YogurtProducer wrote:HumbleRen wrote:YogurtProducer wrote:Yes, the MVP of the league having a bad series is not the same as having a lack of technical ability lol
I mean that’s exactly what it was lol.
He wasn’t able to provide counters once they took away his ability to leverage his physical attributes. That’s not “having a bad series” that’s the defence neutralizing his physical gifts and making him rely on his technical ability.
You can be a mvp caliber talent and still be very raw in some aspects of your technical basketball ability. We saw it first hand with Giannis lol.
I feel like you didn't watch that series and are talking out of your ass
Lebron deciding to just play super passively =/= Lebron lacked technical ability. He came out the next year and put up a nearly identical stat line for the season, and cruised to a championship without any significant changes to his "technical" ability. He just decided to you know... not be scared to shoot the ball and be 3rd on his team in FGA
In fact, he shot 18% from 3 in the finals for his first championship.
Crazy man. Lebron lacking technical ability is a new level of a bad take.
A thing that I don't understand isn't one of the main talking points of the "3 point Era" thing is that:
In the 2011 finals, the Heat played 565/576 minutes with 2 non-3pt shooters on the floor (in 288 minutes of basketball with 2 big man spots, their 4 bigs combined went 0/1 on 3s). Horrific offensive big Joel Anthony played over 20 minutes a night. Heat had a bad offense (106 ORTG) and lost.

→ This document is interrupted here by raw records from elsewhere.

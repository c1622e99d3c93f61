use std::hash::{Hash, Hasher};

/// A compact handle for an interned internal class name.
/// Class identity throughout the VM is this handle, never the string.
#[derive(Debug, Copy, Clone)]
pub struct ClassNameId(u32);
impl ClassNameId {
    pub(crate) fn new_unchecked(id: u32) -> ClassNameId {
        ClassNameId(id)
    }

    #[must_use]
    pub fn get(self) -> u32 {
        self.0
    }
}

// This only really holds true if they're from the same `ClassNames` instance
impl PartialEq for ClassNameId {
    fn eq(&self, other: &Self) -> bool {
        self.0 == other.0
    }
}
impl Eq for ClassNameId {}
impl Hash for ClassNameId {
    fn hash<H: Hasher>(&self, state: &mut H) {
        state.write_u32(self.0);
    }
}
#[cfg(feature = "implementation-cheaper-map-hashing")]
impl nohash_hasher::IsEnabled for ClassNameId {}

/// The id of a Java thread, assigned by the thread table at creation.
pub type ThreadId = u32;

pub(crate) fn is_array_class_bytes(first: &[u8]) -> bool {
    first.starts_with(&[b'['])
}
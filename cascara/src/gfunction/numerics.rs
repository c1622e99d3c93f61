//! Boxed-numerics host methods: `Integer`, `Long`, `Short`, `Byte`,
//! `Character`, `Boolean`, `Float`, `Double`. Wrappers are objects whose
//! `value` field holds the widened primitive.

use cascara_base::types;

use crate::exceptions::ExceptionKind;
use crate::gfunction::{
    arg_float, arg_int, arg_obj, arg_string, clinit_generic, gmeth, string_value, try_g, GCtx,
    GErrBlk, GLibrary, GValue,
};
use crate::heap::ObjRef;
use crate::instantiate;
use crate::object::FieldValue;
use crate::value::JavaValue;

pub fn load_lang_numerics() -> GLibrary {
    vec![
        // Integer
        ("java/lang/Integer.<clinit>()V", gmeth(0, clinit_generic)),
        (
            "java/lang/Integer.valueOf(I)Ljava/lang/Integer;",
            gmeth(1, integer_value_of),
        ),
        ("java/lang/Integer.intValue()I", gmeth(0, unbox_int)),
        ("java/lang/Integer.longValue()J", gmeth(0, unbox_long)),
        ("java/lang/Integer.doubleValue()D", gmeth(0, unbox_double)),
        (
            "java/lang/Integer.parseInt(Ljava/lang/String;)I",
            gmeth(1, integer_parse_int),
        ),
        (
            "java/lang/Integer.parseInt(Ljava/lang/String;I)I",
            gmeth(2, integer_parse_int_radix),
        ),
        (
            "java/lang/Integer.toString(I)Ljava/lang/String;",
            gmeth(1, integer_to_string),
        ),
        (
            "java/lang/Integer.toString(II)Ljava/lang/String;",
            gmeth(2, integer_to_string_radix),
        ),
        (
            "java/lang/Integer.toHexString(I)Ljava/lang/String;",
            gmeth(1, integer_to_hex_string),
        ),
        (
            "java/lang/Integer.toOctalString(I)Ljava/lang/String;",
            gmeth(1, integer_to_octal_string),
        ),
        (
            "java/lang/Integer.toBinaryString(I)Ljava/lang/String;",
            gmeth(1, integer_to_binary_string),
        ),
        // Long
        ("java/lang/Long.<clinit>()V", gmeth(0, clinit_generic)),
        (
            "java/lang/Long.valueOf(J)Ljava/lang/Long;",
            gmeth(2, long_value_of),
        ),
        ("java/lang/Long.longValue()J", gmeth(0, unbox_long)),
        ("java/lang/Long.intValue()I", gmeth(0, unbox_int)),
        (
            "java/lang/Long.parseLong(Ljava/lang/String;)J",
            gmeth(1, long_parse_long),
        ),
        (
            "java/lang/Long.toString(J)Ljava/lang/String;",
            gmeth(2, long_to_string),
        ),
        (
            "java/lang/Long.toHexString(J)Ljava/lang/String;",
            gmeth(2, long_to_hex_string),
        ),
        // Short / Byte / Character / Boolean
        ("java/lang/Short.<clinit>()V", gmeth(0, clinit_generic)),
        (
            "java/lang/Short.valueOf(S)Ljava/lang/Short;",
            gmeth(1, short_value_of),
        ),
        ("java/lang/Short.shortValue()S", gmeth(0, unbox_int)),
        ("java/lang/Byte.<clinit>()V", gmeth(0, clinit_generic)),
        (
            "java/lang/Byte.valueOf(B)Ljava/lang/Byte;",
            gmeth(1, byte_value_of),
        ),
        ("java/lang/Byte.byteValue()B", gmeth(0, unbox_int)),
        ("java/lang/Character.<clinit>()V", gmeth(0, clinit_generic)),
        (
            "java/lang/Character.valueOf(C)Ljava/lang/Character;",
            gmeth(1, character_value_of),
        ),
        ("java/lang/Character.charValue()C", gmeth(0, unbox_int)),
        ("java/lang/Boolean.<clinit>()V", gmeth(0, clinit_generic)),
        (
            "java/lang/Boolean.valueOf(Z)Ljava/lang/Boolean;",
            gmeth(1, boolean_value_of),
        ),
        ("java/lang/Boolean.booleanValue()Z", gmeth(0, unbox_int)),
        (
            "java/lang/Boolean.parseBoolean(Ljava/lang/String;)Z",
            gmeth(1, boolean_parse_boolean),
        ),
        // Float / Double
        ("java/lang/Float.<clinit>()V", gmeth(0, clinit_generic)),
        (
            "java/lang/Float.valueOf(F)Ljava/lang/Float;",
            gmeth(1, float_value_of),
        ),
        ("java/lang/Float.floatValue()F", gmeth(0, unbox_float)),
        ("java/lang/Double.<clinit>()V", gmeth(0, clinit_generic)),
        (
            "java/lang/Double.valueOf(D)Ljava/lang/Double;",
            gmeth(2, double_value_of),
        ),
        ("java/lang/Double.doubleValue()D", gmeth(0, unbox_double)),
        (
            "java/lang/Double.parseDouble(Ljava/lang/String;)D",
            gmeth(1, double_parse_double),
        ),
    ]
}

/// Read a wrapper's `value` field.
fn wrapped_value(ctx: &GCtx<'_>, receiver: ObjRef) -> Result<JavaValue, GErrBlk> {
    ctx.vm
        .heap
        .get(receiver)
        .and_then(|object| match object.value_field() {
            Some(FieldValue::Value(v)) => Some(*v),
            _ => None,
        })
        .ok_or_else(|| GErrBlk::new(ExceptionKind::InternalError, "wrapper without a value field"))
}

fn boxed(ctx: &mut GCtx<'_>, class_name: &str, tag: &str, value: JavaValue) -> GValue {
    let reference = instantiate::make_primitive(
        &mut ctx.vm.heap,
        &ctx.vm.class_names,
        class_name,
        tag,
        value,
    );
    GValue::Value(JavaValue::Ref(Some(reference)))
}

// === shared unboxers ===

fn unbox_int(ctx: &mut GCtx<'_>, args: &mut Vec<JavaValue>) -> GValue {
    let receiver = try_g!(arg_obj(args, 0));
    let value = try_g!(wrapped_value(ctx, receiver));
    match value.as_int() {
        Some(v) => GValue::Value(JavaValue::Int(v)),
        None => GValue::Err(GErrBlk::new(
            ExceptionKind::InternalError,
            "wrapper value has the wrong category",
        )),
    }
}

fn unbox_long(ctx: &mut GCtx<'_>, args: &mut Vec<JavaValue>) -> GValue {
    let receiver = try_g!(arg_obj(args, 0));
    let value = try_g!(wrapped_value(ctx, receiver));
    match value.as_int() {
        Some(v) => GValue::Value(JavaValue::Long(v)),
        None => GValue::Err(GErrBlk::new(
            ExceptionKind::InternalError,
            "wrapper value has the wrong category",
        )),
    }
}

fn unbox_float(ctx: &mut GCtx<'_>, args: &mut Vec<JavaValue>) -> GValue {
    let receiver = try_g!(arg_obj(args, 0));
    let value = try_g!(wrapped_value(ctx, receiver));
    match value.as_float() {
        Some(v) => GValue::Value(JavaValue::Float(v)),
        None => GValue::Err(GErrBlk::new(
            ExceptionKind::InternalError,
            "wrapper value has the wrong category",
        )),
    }
}

fn unbox_double(ctx: &mut GCtx<'_>, args: &mut Vec<JavaValue>) -> GValue {
    let receiver = try_g!(arg_obj(args, 0));
    let value = try_g!(wrapped_value(ctx, receiver));
    let widened = value
        .as_float()
        .or_else(|| value.as_int().map(|v| v as f64));
    match widened {
        Some(v) => GValue::Value(JavaValue::Double(v)),
        None => GValue::Err(GErrBlk::new(
            ExceptionKind::InternalError,
            "wrapper value has the wrong category",
        )),
    }
}

// === Integer ===

fn integer_value_of(ctx: &mut GCtx<'_>, args: &mut Vec<JavaValue>) -> GValue {
    let value = try_g!(arg_int(args, 0));
    boxed(
        ctx,
        "java/lang/Integer",
        types::INT,
        JavaValue::Int(value as i32 as i64),
    )
}

fn parse_int_with_radix(text: &str, radix: u32) -> Result<i64, GErrBlk> {
    if !(2..=36).contains(&radix) {
        return Err(GErrBlk::new(
            ExceptionKind::NumberFormatException,
            format!("radix {} out of range", radix),
        ));
    }
    i32::from_str_radix(text.trim(), radix)
        .map(i64::from)
        .map_err(|_| {
            GErrBlk::new(
                ExceptionKind::NumberFormatException,
                format!("For input string: \"{}\"", text),
            )
        })
}

fn integer_parse_int(ctx: &mut GCtx<'_>, args: &mut Vec<JavaValue>) -> GValue {
    let text = try_g!(arg_string(ctx.vm, args, 0));
    let parsed = try_g!(parse_int_with_radix(&text, 10));
    GValue::Value(JavaValue::Int(parsed))
}

fn integer_parse_int_radix(ctx: &mut GCtx<'_>, args: &mut Vec<JavaValue>) -> GValue {
    let text = try_g!(arg_string(ctx.vm, args, 0));
    let radix = try_g!(arg_int(args, 1));
    let parsed = try_g!(parse_int_with_radix(&text, radix as u32));
    GValue::Value(JavaValue::Int(parsed))
}

fn integer_to_string(ctx: &mut GCtx<'_>, args: &mut Vec<JavaValue>) -> GValue {
    let value = try_g!(arg_int(args, 0)) as i32;
    let text = value.to_string();
    let value = string_value(ctx, &text);
    GValue::Value(value)
}

fn integer_to_string_radix(ctx: &mut GCtx<'_>, args: &mut Vec<JavaValue>) -> GValue {
    let value = try_g!(arg_int(args, 0)) as i32;
    let radix = try_g!(arg_int(args, 1));
    if !(2..=36).contains(&radix) {
        return GValue::Err(GErrBlk::new(
            ExceptionKind::NumberFormatException,
            format!("radix {} out of range", radix),
        ));
    }
    let text = format!("{}", radix_fmt::radix(value, radix as u8));
    let value = string_value(ctx, &text);
    GValue::Value(value)
}

/// Hex/octal/binary strings treat the int as unsigned 32-bit.
fn integer_to_hex_string(ctx: &mut GCtx<'_>, args: &mut Vec<JavaValue>) -> GValue {
    let value = try_g!(arg_int(args, 0)) as i32 as u32;
    let text = format!("{}", radix_fmt::radix(value, 16));
    let value = string_value(ctx, &text);
    GValue::Value(value)
}

fn integer_to_octal_string(ctx: &mut GCtx<'_>, args: &mut Vec<JavaValue>) -> GValue {
    let value = try_g!(arg_int(args, 0)) as i32 as u32;
    let text = format!("{}", radix_fmt::radix(value, 8));
    let value = string_value(ctx, &text);
    GValue::Value(value)
}

fn integer_to_binary_string(ctx: &mut GCtx<'_>, args: &mut Vec<JavaValue>) -> GValue {
    let value = try_g!(arg_int(args, 0)) as i32 as u32;
    let text = format!("{}", radix_fmt::radix(value, 2));
    let value = string_value(ctx, &text);
    GValue::Value(value)
}

// === Long ===

fn long_value_of(ctx: &mut GCtx<'_>, args: &mut Vec<JavaValue>) -> GValue {
    let value = try_g!(arg_int(args, 0));
    boxed(ctx, "java/lang/Long", types::LONG, JavaValue::Long(value))
}

fn long_parse_long(ctx: &mut GCtx<'_>, args: &mut Vec<JavaValue>) -> GValue {
    let text = try_g!(arg_string(ctx.vm, args, 0));
    match text.trim().parse::<i64>() {
        Ok(parsed) => GValue::Value(JavaValue::Long(parsed)),
        Err(_) => GValue::Err(GErrBlk::new(
            ExceptionKind::NumberFormatException,
            format!("For input string: \"{}\"", text),
        )),
    }
}

fn long_to_string(ctx: &mut GCtx<'_>, args: &mut Vec<JavaValue>) -> GValue {
    let value = try_g!(arg_int(args, 0));
    let text = value.to_string();
    let value = string_value(ctx, &text);
    GValue::Value(value)
}

fn long_to_hex_string(ctx: &mut GCtx<'_>, args: &mut Vec<JavaValue>) -> GValue {
    let value = try_g!(arg_int(args, 0)) as u64;
    let text = format!("{}", radix_fmt::radix(value, 16));
    let value = string_value(ctx, &text);
    GValue::Value(value)
}

// === Short / Byte / Character / Boolean ===

fn short_value_of(ctx: &mut GCtx<'_>, args: &mut Vec<JavaValue>) -> GValue {
    let value = try_g!(arg_int(args, 0));
    boxed(
        ctx,
        "java/lang/Short",
        types::SHORT,
        JavaValue::Int(value as i16 as i64),
    )
}

fn byte_value_of(ctx: &mut GCtx<'_>, args: &mut Vec<JavaValue>) -> GValue {
    let value = try_g!(arg_int(args, 0));
    boxed(
        ctx,
        "java/lang/Byte",
        types::BYTE,
        JavaValue::Int(value as i8 as i64),
    )
}

fn character_value_of(ctx: &mut GCtx<'_>, args: &mut Vec<JavaValue>) -> GValue {
    let value = try_g!(arg_int(args, 0));
    boxed(
        ctx,
        "java/lang/Character",
        types::CHAR,
        JavaValue::Int(value & 0xFFFF),
    )
}

fn boolean_value_of(ctx: &mut GCtx<'_>, args: &mut Vec<JavaValue>) -> GValue {
    let value = try_g!(arg_int(args, 0));
    boxed(
        ctx,
        "java/lang/Boolean",
        types::BOOL,
        JavaValue::Int(i64::from(value != 0)),
    )
}

fn boolean_parse_boolean(ctx: &mut GCtx<'_>, args: &mut Vec<JavaValue>) -> GValue {
    let text = try_g!(arg_string(ctx.vm, args, 0));
    GValue::Value(JavaValue::Int(i64::from(text.eq_ignore_ascii_case("true"))))
}

// === Float / Double ===

fn float_value_of(ctx: &mut GCtx<'_>, args: &mut Vec<JavaValue>) -> GValue {
    let value = try_g!(arg_float(args, 0));
    boxed(ctx, "java/lang/Float", types::FLOAT, JavaValue::Float(value))
}

fn double_value_of(ctx: &mut GCtx<'_>, args: &mut Vec<JavaValue>) -> GValue {
    let value = try_g!(arg_float(args, 0));
    boxed(
        ctx,
        "java/lang/Double",
        types::DOUBLE,
        JavaValue::Double(value),
    )
}

fn double_parse_double(ctx: &mut GCtx<'_>, args: &mut Vec<JavaValue>) -> GValue {
    let text = try_g!(arg_string(ctx.vm, args, 0));
    match text.trim().parse::<f64>() {
        Ok(parsed) => GValue::Value(JavaValue::Double(parsed)),
        Err(_) => GValue::Err(GErrBlk::new(
            ExceptionKind::NumberFormatException,
            format!("For input string: \"{}\"", text),
        )),
    }
}

#[cfg(test)]
mod tests {
    use super::{integer_parse_int, integer_to_hex_string, integer_value_of, unbox_int};
    use crate::gfunction::{expect_value, GCtx, GValue};
    use crate::object::{get_string, make_string};
    use crate::testutil::test_vm;
    use crate::value::JavaValue;

    #[test]
    fn box_then_unbox() {
        let mut vm = test_vm();
        let mut ctx = GCtx {
            vm: &mut vm,
            frames: None,
        };
        let boxed = expect_value(integer_value_of(&mut ctx, &mut vec![JavaValue::Int(41)]));
        let unboxed = expect_value(unbox_int(&mut ctx, &mut vec![boxed]));
        assert_eq!(unboxed, JavaValue::Int(41));
    }

    #[test]
    fn parse_int_failure_is_number_format() {
        let mut vm = test_vm();
        let bad = make_string(&mut vm.heap, &vm.class_names, false, "12x");
        let mut ctx = GCtx {
            vm: &mut vm,
            frames: None,
        };
        let result = integer_parse_int(&mut ctx, &mut vec![JavaValue::Ref(Some(bad))]);
        match result {
            GValue::Err(block) => assert_eq!(
                block.kind,
                crate::exceptions::ExceptionKind::NumberFormatException
            ),
            _ => panic!("expected an error block"),
        }
    }

    #[test]
    fn hex_uses_unsigned_form() {
        let mut vm = test_vm();
        let mut ctx = GCtx {
            vm: &mut vm,
            frames: None,
        };
        let value = expect_value(integer_to_hex_string(&mut ctx, &mut vec![JavaValue::Int(-1)]));
        let JavaValue::Ref(Some(s)) = value else {
            panic!("expected a string ref");
        };
        assert_eq!(get_string(&vm.heap, s).as_deref(), Some("ffffffff"));
    }
}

In the 2012 finals, the Heat played their only bigs Bosh and Haslem a combined 264 minutes over 5 games. Another 8 minutes of garbage time for bigs (Howard, Turiaf, Joel Anthony). So they went from 2 bigs to 1, and their main big (Bosh) even started taking the odd 3 (2/5 in 5 games). At the 4, Battier played 37 minutes a night and went a blistering 15/26 from 3. Heat had a good offense (113 ORTG) and won.
That's what happened. He and Wade got more shooting and the team could score. That's it. Giannis would not have won a title without shooting bigs alongside him in Lopez and Portis. Zero non-shooters in that playoff run on that team. Celtics also zero non-shooters in their title win. Lakers got their only title of the LeBron era the year their only non-shooter in the finals was 12 minutes a night of Dwight Howard.
That's basically how you win a title. Lots of shooting and defence around a star (Giannis provides defence but no shooting, Jokic provides the big man shooting and point guard passing himself but you need more defence around him), or lots of shooting and defence around overwhelming talent (Celtics). Give him room to cook, guys who can profit off of the attention that star demands, and get stops on the other end. We had Gasol and Ibaka at the 5 when we won it. The Thunder just won it with 1 non-shooter in Hartenstein playing 22 minutes a night, and he is a 5 and at least does some useful perimeter DHO stuff (3rd on the team in assists in the finals) and even they were 9 points better in the playoffs with him off the floor. Dallas made the finals with Luka the second they got a shooting 4 in PJ Washington and a guy as limited (and half the time playing through injuries) as Kleber was a key guy. Pacers surprised and made the finals with Turner as a stretch 5. Suddenly Siakam looked better again with 4 shooters around him.
If you give a star teammates the other team can ignore, they will probably lose and get psychoanalyzed (LeBron) or have their game dissected for flaws, and there aren't a lot of flawless basketball players out there.
Do people remember how powerless we were against LeBron at the 4 surrounded by shooting? Tristan Thompson was the only non-shooter out there for only 17 minutes a night in 2018. Replace Kevin Love's 35 minutes or even Jeff Green's 24 minutes with a non-shooting big and well, we'd have lost, but we wouldn't have been stomped and given up a ludicrous 126 ORTG.
The spacing is just too hard if you're playing non-shooters out there. I do think it's possible you could get by with more than 20-25 minutes of non-shooting centers if they were great defensively, and certainly you could if you had a Warriors level superteam, but those basically don't exist. The math has changed. If you transported the Jordan bulls to now, they would struggle offensively in a playoff series or 2 and realize they couldn't play Rodman/Grant and Longley/Cartwright as their bigs and I dunno trade for a time-traveling Sam Perkins or Robert Horry.